## REQUIRED WORK
Once you have read the entries below, give them all again without any difference.

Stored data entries
//! Hosting shim: drives the coordinator through its lifecycle and keeps
//! detached background work alive.
//!
//! The coordinator itself holds no event-loop bindings. The host owns the
//! worker state machine, refuses to serve before activation completes, and
//! spawns revalidation tasks into a `JoinSet` so they outlive the request
//! that produced them.

use std::future::IntoFuture;
use std::sync::Arc;
use std::time::Duration;

use serde::Serialize;
use tokio::sync::{Mutex, RwLock};
use tokio::task::JoinSet;
use tokio::time::{timeout_at, Instant};
use tracing::{debug, error, info, warn};

use crate::cache::request::Request;
use crate::cache::response::Response;
use crate::coordinator::lifecycle::{ProvisionReport, ReconcileReport};
use crate::coordinator::strategy::RevalidationOutcome;
use crate::coordinator::SharedCoordinator;
use crate::error::LifecycleError;

/// Lifecycle state of the hosted worker.
#[derive(Debug, Clone, Copy, PartialEq, Eq, Hash, Serialize)]
#[serde(rename_all = "lowercase")]
pub enum WorkerState {
    Parsed,
    Installing,
    Installed,
    Activating,
    Activated,
    /// A lifecycle transition failed; this instance will never serve.
    Redundant,
}

impl std::fmt::Display for WorkerState {
    fn fmt(&self, f: &mut std::fmt::Formatter<'_>) -> std::fmt::Result {
        let s = match self {
            WorkerState::Parsed => "parsed",
            WorkerState::Installing => "installing",
            WorkerState::Installed => "installed",
            WorkerState::Activating => "activating",
            WorkerState::Activated => "activated",
            WorkerState::Redundant => "redundant",
        };
        f.write_str(s)
    }
}

/// Owns one coordinator instance and its background tasks.
pub struct WorkerHost {
    coordinator: SharedCoordinator,
    state: RwLock<WorkerState>,
    tasks: Mutex<JoinSet<RevalidationOutcome>>,
}

impl WorkerHost {
    pub fn new(coordinator: SharedCoordinator) -> Self {
        Self {
            coordinator,
            state: RwLock::new(WorkerState::Parsed),
            tasks: Mutex::new(JoinSet::new()),
        }
    }

    pub fn coordinator(&self) -> &SharedCoordinator {
        &self.coordinator
    }

    pub async fn state(&self) -> WorkerState {
        *self.state.read().await
    }

    async fn transition(&self, from: WorkerState, to: WorkerState) -> Result<(), LifecycleError> {
        let mut state = self.state.write().await;
        if *state != from {
            return Err(LifecycleError::InvalidTransition { from: *state, to });
        }
        *state = to;
        Ok(())
    }

    async fn set_state(&self, to: WorkerState) {
        *self.state.write().await = to;
    }

    /// Fire the install trigger and wait for provisioning to finish.
    pub async fn install(&self) -> Result<ProvisionReport, LifecycleError> {
        self.transition(WorkerState::Parsed, WorkerState::Installing).await?;

        match self.coordinator.on_install().await {
            Ok(report) => {
                self.set_state(WorkerState::Installed).await;
                Ok(report)
            }
            Err(e) => {
                error!(error = %e, "Install failed");
                self.set_state(WorkerState::Redundant).await;
                Err(e)
            }
        }
    }

    /// Fire the activate trigger and wait for reconciliation to finish.
    pub async fn activate(&self) -> Result<ReconcileReport, LifecycleError> {
        self.transition(WorkerState::Installed, WorkerState::Activating).await?;

        match self.coordinator.on_activate().await {
            Ok(report) => {
                self.set_state(WorkerState::Activated).await;
                Ok(report)
            }
            Err(e) => {
                error!(error = %e, "Activation failed");
                self.set_state(WorkerState::Redundant).await;
                Err(e)
            }
        }
    }

    /// Install, then activate straight away when the install asks to skip waiting.
    pub async fn start(&self) -> Result<(), LifecycleError> {
        let report = self.install().await?;
        if !report.failed.is_empty() {
            warn!(failed = report.failed.len(), "Installed with missing shell entries");
        }
        if report.skip_waiting {
            self.activate().await?;
        } else {
            info!("Installed, waiting for activation");
        }
        Ok(())
    }

    /// Offer a request to the coordinator.
    ///
    /// Returns `None` when the request is not intercepted, including every
    /// request that arrives before activation has completed.
    pub async fn handle(&self, request: Request) -> Option<Response> {
        if self.state().await != WorkerState::Activated {
            debug!(url = %request.url, "Not activated, passing request through");
            return None;
        }

        let interception = self.coordinator.on_request(request).await?;
        if let Some(revalidation) = interception.revalidation {
            let mut tasks = self.tasks.lock().await;
            while tasks.try_join_next().is_some() {}
            tasks.spawn(revalidation.into_future());
        }
        Some(interception.response)
    }

    /// Number of background tasks not yet reaped.
    pub async fn pending_tasks(&self) -> usize {
        self.tasks.lock().await.len()
    }

    /// Wait up to `grace` for outstanding background tasks, then abort the rest.
    /// Returns how many settled on their own.
    pub async fn drain(&self, grace: Duration) -> usize {
        let mut tasks = std::mem::take(&mut *self.tasks.lock().await);
        let deadline = Instant::now() + grace;
        let mut settled = 0;

        loop {
            match timeout_at(deadline, tasks.join_next()).await {
                Ok(Some(result)) => {
                    if let Err(e) = result {
                        warn!(error = %e, "Background task aborted");
                    }
                    settled += 1;
                }
                Ok(None) => break,
                Err(_) => {
                    warn!(remaining = tasks.len(), "Shutdown grace elapsed, aborting background tasks");
                    tasks.abort_all();
                    while tasks.join_next().await.is_some() {}
                    break;
                }
            }
        }
        settled
    }
}

/// Thread-safe handle to the host.
pub type SharedHost = Arc<WorkerHost>;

## EXPECTED ANSWER
//! Hosting shim: drives the coordinator through its lifecycle and keeps
//! detached background work alive.
//!
//! The coordinator itself holds no event-loop bindings. The host owns the
//! worker state machine, refuses to serve before activation completes, and
//! spawns revalidation tasks into a `JoinSet` so they outlive the request
//! that produced them.

use std::future::IntoFuture;
use std::sync::Arc;
use std::time::Duration;

use serde::Serialize;
use tokio::sync::{Mutex, RwLock};
use tokio::task::JoinSet;
use tokio::time::{timeout_at, Instant};
use tracing::{debug, error, info, warn};

use crate::cache::request::Request;
use crate::cache::response::Response;
use crate::coordinator::lifecycle::{ProvisionReport, ReconcileReport};
use crate::coordinator::strategy::RevalidationOutcome;
use crate::coordinator::SharedCoordinator;
use crate::error::LifecycleError;

/// Lifecycle state of the hosted worker.
#[derive(Debug, Clone, Copy, PartialEq, Eq, Hash, Serialize)]
#[serde(rename_all = "lowercase")]
pub enum WorkerState {
    Parsed,
    Installing,
    Installed,
    Activating,
    Activated,
    /// A lifecycle transition failed; this instance will never serve.
    Redundant,
}

impl std::fmt::Display for WorkerState {
    fn fmt(&self, f: &mut std::fmt::Formatter<'_>) -> std::fmt::Result {
        let s = match self {
            WorkerState::Parsed => "parsed",
            WorkerState::Installing => "installing",
            WorkerState::Installed => "installed",
            WorkerState::Activating => "activating",
            WorkerState::Activated => "activated",
            WorkerState::Redundant => "redundant",
        };
        f.write_str(s)
    }
}

/// Owns one coordinator instance and its background tasks.
pub struct WorkerHost {
    coordinator: SharedCoordinator,
    state: RwLock<WorkerState>,
    tasks: Mutex<JoinSet<RevalidationOutcome>>,
}

impl WorkerHost {
    pub fn new(coordinator: SharedCoordinator) -> Self {
        Self {
            coordinator,
            state: RwLock::new(WorkerState::Parsed),
            tasks: Mutex::new(JoinSet::new()),
        }
    }

    pub fn coordinator(&self) -> &SharedCoordinator {
        &self.coordinator
    }

    pub async fn state(&self) -> WorkerState {
        *self.state.read().await
    }

    async fn transition(&self, from: WorkerState, to: WorkerState) -> Result<(), LifecycleError> {
        let mut state = self.state.write().await;
        if *state != from {
            return Err(LifecycleError::InvalidTransition { from: *state, to });
        }
        *state = to;
        Ok(())
    }

    async fn set_state(&self, to: WorkerState) {
        *self.state.write().await = to;
    }

    /// Fire the install trigger and wait for provisioning to finish.
    pub async fn install(&self) -> Result<ProvisionReport, LifecycleError> {
        self.transition(WorkerState::Parsed, WorkerState::Installing).await?;

        match self.coordinator.on_install().await {
            Ok(report) => {
                self.set_state(WorkerState::Installed).await;
                Ok(report)
            }
            Err(e) => {
                error!(error = %e, "Install failed");
                self.set_state(WorkerState::Redundant).await;
                Err(e)
            }
        }
    }

    /// Fire the activate trigger and wait for reconciliation to finish.
    pub async fn activate(&self) -> Result<ReconcileReport, LifecycleError> {
        self.transition(WorkerState::Installed, WorkerState::Activating).await?;

        match self.coordinator.on_activate().await {
            Ok(report) => {
                self.set_state(WorkerState::Activated).await;
                Ok(report)
            }
            Err(e) => {
                error!(error = %e, "Activation failed");
                self.set_state(WorkerState::Redundant).await;
                Err(e)
            }
        }
    }

    /// Install, then activate straight away when the install asks to skip waiting.
    pub async fn start(&self) -> Result<(), LifecycleError> {
        let report = self.install().await?;
        if !report.failed.is_empty() {
            warn!(failed = report.failed.len(), "Installed with missing shell entries");
        }
        if report.skip_waiting {
            self.activate().await?;
        } else {
            info!("Installed, waiting for activation");
        }
        Ok(())
    }

    /// Offer a request to the coordinator.
    ///
    /// Returns `None` when the request is not intercepted, including every
    /// request that arrives before activation has completed.
    pub async fn handle(&self, request: Request) -> Option<Response> {
        if self.state().await != WorkerState::Activated {
            debug!(url = %request.url, "Not activated, passing request through");
            return None;
        }

        let interception = self.coordinator.on_request(request).await?;
        if let Some(revalidation) = interception.revalidation {
            let mut tasks = self.tasks.lock().await;
            while tasks.try_join_next().is_some() {}
            tasks.spawn(revalidation.into_future());
        }
        Some(interception.response)
    }

    /// Number of background tasks not yet reaped.
    pub async fn pending_tasks(&self) -> usize {
        self.tasks.lock().await.len()
    }

    /// Wait up to `grace` for outstanding background tasks, then abort the rest.
    /// Returns how many settled on their own.
    pub async fn drain(&self, grace: Duration) -> usize {
        let mut tasks = std::mem::take(&mut *self.tasks.lock().await);
        let deadline = Instant::now() + grace;
        let mut settled = 0;

        loop {
            match timeout_at(deadline, tasks.join_next()).await {
                Ok(Some(result)) => {
                    if let Err(e) = result {
                        warn!(error = %e, "Background task aborted");
                    }
                    settled += 1;
                }
                Ok(None) => break,
                Err(_) => {
                    warn!(remaining = tasks.len(), "Shutdown grace elapsed, aborting background tasks");
                    tasks.abort_all();
                    while tasks.join_next().await.is_some() {}
                    break;
                }
            }
        }
        settled
    }
}

/// Thread-safe handle to the host.
pub type SharedHost = Arc<WorkerHost>;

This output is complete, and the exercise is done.